En la Educación primaria, gratuita, se contemplaban dos catecismos: uno de religión moral y otro político “explicativo de los derechos y obligaciones ciudadanas”, junto a lectura, escritura y aritmética elemental, en centros dependientes de ayuntamientos y diputaciones.

De nuevo los liberales no ponían trabas a la enseñanza privada, otorgando máximo respeto a la libertad de elección, pero destacando que el control era Estatal. En los centros de enseñanza superior ponían quisquillosos sobre profesores y estudiantes, pero eso el de otro Post.

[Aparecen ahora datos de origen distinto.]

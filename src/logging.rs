//! Logging configuration for ShopRAG

use std::path::Path;

use tracing_subscriber::fmt::format::FmtSpan;
use tracing_subscriber::fmt::{self};
use tracing_subscriber::layer::SubscriberExt;
use tracing_subscriber::util::SubscriberInitExt;
use tracing_subscriber::EnvFilter;
use tracing_subscriber::Layer;
use tracing_subscriber::Registry;

use crate::config::LoggingConfig;
use crate::Result;
use crate::ShopRagError;

const LOG_FILE_PREFIX: &str = "shoprag.log";

/// Initialize logging from the `[logging]` section of the configuration
pub fn init_logging_with_config(config: &LoggingConfig) -> Result<()> {
    // RUST_LOG overrides the configured level
    let env_filter = EnvFilter::try_from_default_env()
        .unwrap_or_else(|_| EnvFilter::new(format!("{},shoprag={}", config.level, config.level)));
    let log_dir = config.file_output.then_some(config.log_dir.as_path());
    install(env_filter, log_dir)?;

    tracing::info!("Logging initialized with level: {}", config.level);
    if let Some(dir) = log_dir {
        tracing::info!(
            "Log files will be saved to: {}/{LOG_FILE_PREFIX}.YYYY-MM-DD",
            dir.display()
        );
    }
    Ok(())
}

/// Initialize logging with custom log level, console only
pub fn init_logging_with_level(level: &str) -> Result<()> {
    install(EnvFilter::new(format!("{level},shoprag={level}")), None)?;
    tracing::info!("Logging initialized with level: {}", level);
    Ok(())
}

/// Initialize simple logging for testing. Safe to call more than once.
pub fn init_simple_logging() {
    let _ = tracing_subscriber::fmt()
        .with_target(true)
        .with_max_level(tracing::Level::DEBUG)
        .with_test_writer()
        .try_init();
}

fn install(env_filter: EnvFilter, log_dir: Option<&Path>) -> Result<()> {
    let console_layer = fmt::layer()
        .with_target(true)
        .with_thread_ids(true)
        .with_file(true)
        .with_line_number(true)
        .with_span_events(FmtSpan::CLOSE)
        .with_writer(std::io::stderr);

    let file_layer = match log_dir {
        Some(dir) => {
            if !dir.exists() {
                std::fs::create_dir_all(dir)?;
            }
            let file_appender = tracing_appender::rolling::daily(dir, LOG_FILE_PREFIX);
            let (non_blocking, guard) = tracing_appender::non_blocking(file_appender);
            // The writer must outlive every log call in the process
            std::mem::forget(guard);

            Some(
                fmt::layer()
                    .with_target(true)
                    .with_thread_ids(true)
                    .with_file(true)
                    .with_line_number(true)
                    .with_span_events(FmtSpan::CLOSE)
                    .with_writer(non_blocking)
                    .with_ansi(false)
                    .boxed(),
            )
        }
        None => None,
    };

    Registry::default()
        .with(env_filter)
        .with(console_layer)
        .with(file_layer)
        .try_init()
        .map_err(|e| ShopRagError::Custom(format!("Failed to install log subscriber: {e}")))
}

#[cfg(test)]
mod tests {
    use super::*;

    #[test]
    fn test_simple_logging_is_idempotent() {
        init_simple_logging();
        init_simple_logging();
        tracing::debug!("still logging");
    }
}
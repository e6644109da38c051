//! Swappable index snapshot for catalog refreshes

use std::sync::Arc;

use tokio::sync::RwLock;
use tracing::info;

use super::HybridProductIndex;

/// Holder for the current index.
///
/// Readers take an `Arc` snapshot and query it without holding the lock;
/// a rebuild constructs a new index off to the side and swaps the pointer,
/// so a query never observes a half-built index.
#[derive(Debug, Clone, Default)]
pub struct SharedIndex {
    current: Arc<RwLock<Arc<HybridProductIndex>>>,
}

impl SharedIndex {
    pub fn new(index: HybridProductIndex) -> Self {
        Self {
            current: Arc::new(RwLock::new(Arc::new(index))),
        }
    }

    /// Current index, stable for as long as the caller holds it
    pub async fn snapshot(&self) -> Arc<HybridProductIndex> {
        self.current.read().await.clone()
    }

    /// Install `index` and return the one it replaced
    pub async fn replace(&self, index: HybridProductIndex) -> Arc<HybridProductIndex> {
        let next = Arc::new(index);
        let mut current = self.current.write().await;
        info!(
            "Swapping product index: {} -> {} products",
            current.len(),
            next.len()
        );
        std::mem::replace(&mut *current, next)
    }
}
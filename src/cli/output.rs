//! CLI output formatting utilities
//!
//! This module provides consistent output formatting for the `ShopRAG` CLI

use crate::config::AppConfig;
use crate::models::ProductRecord;
use crate::models::ScoreBreakdown;
use crate::models::ScoredResult;

/// Safely truncate a string at character boundary (not byte boundary)
///
/// This prevents panics when truncating strings with multi-byte UTF-8
/// characters such as Vietnamese diacritics.
#[must_use]
pub fn truncate_str(s: &str, max_chars: usize) -> String {
    if s.chars().count() > max_chars {
        let truncated: String = s.chars().take(max_chars).collect();
        format!("{truncated}...")
    } else {
        s.to_string()
    }
}

/// Print search header
pub fn print_search_header(query: &str, top_k: usize) {
    println!("🔍 Searching products for: \"{query}\" (top {top_k})");
    println!();
}

/// Print ranked search results
pub fn print_search_results(results: &[ScoredResult]) {
    if results.is_empty() {
        print_warning("No products scored above the threshold");
        return;
    }

    println!("Found {} products:", results.len());
    for (idx, result) in results.iter().enumerate() {
        println!();
        println!("  {}. {} (score: {:.4})", idx + 1, result.record.title, result.score);
        if let Some(price) = result.record.field_str("price") {
            println!("     💰 Price: {price}");
        }
        if let Some(url) = result.record.field_str("url") {
            println!("     🔗 URL: {url}");
        }
        if !result.record.content.is_empty() {
            println!("     📄 {}", truncate_str(&result.record.content, 100));
        }
    }
}

/// Print score components, highest blended score first
pub fn print_score_breakdown(products: &[ProductRecord], breakdown: &[ScoreBreakdown]) {
    let mut rows: Vec<&ScoreBreakdown> = breakdown.iter().collect();
    rows.sort_by(|a, b| b.score.total_cmp(&a.score));

    println!("{:>8} {:>8} {:>8}  Title", "score", "lexical", "fuzzy");
    for row in rows {
        println!(
            "{:>8.4} {:>8.4} {:>8.4}  {}",
            row.score,
            row.lexical,
            row.fuzzy,
            truncate_str(&products[row.index].title, 60)
        );
    }
}

/// Print product list
pub fn print_product_list(products: &[ProductRecord], limit: usize) {
    println!("📋 Catalog has {} products (showing {}):", products.len(), products.len().min(limit));
    for product in products.iter().take(limit) {
        println!(
            "  - {} | Price: {}",
            product.title,
            product.field_str("price").unwrap_or("N/A")
        );
    }
}

/// Print configuration information
pub fn print_config(config: &AppConfig) {
    println!("📋 ShopRAG Configuration:");
    println!();

    println!("📝 Logging:");
    println!("  Level: {}", config.logging.level);
    println!("  Backtrace: {}", config.logging.backtrace);
    println!("  File output: {}", config.logging.file_output);
    println!("  Log directory: {}", config.logging.log_dir.display());
    println!();

    println!("🛒 Catalog:");
    println!("  Path: {}", config.catalog_path().display());
    println!();

    println!("📜 Policy:");
    println!("  Path: {}", config.policy_path().display());
    println!("  Chunk size: {}", config.policy.chunk_size);
    println!("  Chunk overlap: {}", config.policy.chunk_overlap);
    println!("  Min words: {}", config.policy.min_words);
    println!("  Top k: {}", config.policy.top_k);
    println!();

    println!("🔍 Search:");
    println!("  Default top k: {}", config.default_top_k());
    println!("  Max context chars: {}", config.search.max_context_chars);
    println!();

    println!("🌐 Server:");
    println!("  Bind address: {}", config.bind_address());
    println!("  CORS: {}", config.server.cors);
    println!();

    println!("🤖 LLM:");
    println!("  Model: {}", config.llm.model);
    println!("  Temperature: {}", config.llm.temperature);
}

pub fn print_info(msg: &str) {
    println!("ℹ️  {msg}");
}

pub fn print_success(msg: &str) {
    println!("✅ {msg}");
}

pub fn print_warning(msg: &str) {
    println!("⚠️  {msg}");
}

pub fn print_error(msg: &str) {
    eprintln!("❌ {msg}");
}
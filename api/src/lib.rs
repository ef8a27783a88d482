pub mod analytics;
pub mod client;
pub mod clock;
pub mod espn;
pub mod r69;
pub mod season;

use chrono::{DateTime, Utc};
use serde::{Deserialize, Serialize};

// ---------------------------------------------------------------------------
// Domain types — clean model, independent of ESPN wire format
// ---------------------------------------------------------------------------

#[derive(Debug, Clone, Copy, Default, PartialEq, Eq, Hash, Serialize, Deserialize)]
#[serde(rename_all = "lowercase")]
pub enum League {
    #[default]
    Mens,
    Womens,
}

impl League {
    /// Path segment used by ESPN's site API.
    pub fn path(&self) -> &'static str {
        match self {
            League::Mens => "mens-college-basketball",
            League::Womens => "womens-college-basketball",
        }
    }

    pub fn label(&self) -> &'static str {
        match self {
            League::Mens => "Men's",
            League::Womens => "Women's",
        }
    }
}

impl std::str::FromStr for League {
    type Err = String;

    fn from_str(s: &str) -> Result<Self, Self::Err> {
        match s.trim().to_ascii_lowercase().as_str() {
            "mens" | "men" | "m" => Ok(League::Mens),
            "womens" | "women" | "w" => Ok(League::Womens),
            other => Err(format!("unknown league '{other}' (expected mens or womens)")),
        }
    }
}

/// Which side of the scoreboard a team is on.
#[derive(Debug, Clone, Copy, PartialEq, Eq, Hash, Serialize, Deserialize)]
#[serde(rename_all = "lowercase")]
pub enum Side {
    Home,
    Away,
}

#[derive(Debug, Clone, Default, PartialEq, Eq, Serialize, Deserialize)]
pub struct Team {
    pub id: String,
    pub name: String,       // "Duke Blue Devils"
    pub short_name: String, // "Duke"
    pub abbrev: String,     // "DUKE"
    pub conference_id: Option<String>,
}

#[derive(Debug, Clone, Copy, Default, PartialEq, Eq, Serialize, Deserialize)]
#[serde(rename_all = "snake_case")]
pub enum GameStatus {
    #[default]
    Scheduled,
    InProgress,
    Final,
    Postponed,
    Canceled,
}

#[derive(Debug, Clone, Copy, Default, PartialEq, Eq, Serialize, Deserialize)]
#[serde(rename_all = "snake_case")]
pub enum GameType {
    #[default]
    Regular,
    Conference,
    Tournament,
}

#[derive(Debug, Clone, Default, Serialize, Deserialize)]
pub struct Game {
    pub id: String,
    pub league: League,
    pub start_time: Option<DateTime<Utc>>,
    /// "2024-25" style label.
    pub season: Option<String>,
    pub home: Team,
    pub away: Team,
    pub home_score: u16,
    pub away_score: u16,
    pub status: GameStatus,
    pub period: u8,
    pub clock: Option<String>,
    pub venue: Option<String>,
    pub game_type: GameType,
}

impl Game {
    pub fn is_final(&self) -> bool {
        self.status == GameStatus::Final
    }

    /// Only started games have play-by-play worth fetching.
    pub fn has_plays(&self) -> bool {
        matches!(self.status, GameStatus::InProgress | GameStatus::Final)
    }

    pub fn is_overtime(&self) -> bool {
        self.period > 2
    }

    pub fn final_margin(&self) -> u16 {
        self.home_score.abs_diff(self.away_score)
    }

    pub fn team(&self, side: Side) -> &Team {
        match side {
            Side::Home => &self.home,
            Side::Away => &self.away,
        }
    }

    pub fn matchup(&self) -> String {
        format!("{} @ {}", display_name(&self.away), display_name(&self.home))
    }
}

fn display_name(team: &Team) -> &str {
    if !team.short_name.is_empty() {
        &team.short_name
    } else if !team.name.is_empty() {
        &team.name
    } else {
        "TBD"
    }
}

/// Play-by-play for a single game, fetched on demand.
#[derive(Debug, Clone, Default)]
pub struct GameDetail {
    pub game_id: String,
    /// Scoreboard view of the game, rebuilt from the summary header.
    pub game: Game,
    pub home_team_id: String,
    pub away_team_id: String,
    pub plays: Vec<Play>,
}

#[derive(Debug, Clone, Default, PartialEq, Eq, Serialize, Deserialize)]
pub struct Play {
    /// Position in the feed, 0-based.
    pub sequence: u32,
    pub period: u8,
    /// Time remaining in the period, "M:SS".
    pub clock: String,
    pub description: String,
    /// First athlete credited on the play.
    pub player_name: Option<String>,
    pub home_score: u16,
    pub away_score: u16,
    pub team_id: Option<String>,
    pub scoring_team_id: Option<String>,
    pub scoring_play: bool,
    pub points_scored: u8,
    pub event_type: String,
}

impl Play {
    pub fn elapsed_seconds(&self) -> u32 {
        clock::elapsed_seconds(self.period, &self.clock)
    }
}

Concluyo hoy: el Reglamento de 1821 es fruto del Trienio liberal (marzo 1820-septiembre de 1823) y en el ADN sumó el virus de la radicalidad política que parece que sigue haciendo de las suyas en la vida nacional desde entonces: la libertad de enseñanza se fue a convertir en principio ideológico de un proyecto educativo nacional que no había nacido aún… y ahí sigue. Y a ver quién le pone el cascabel al gato.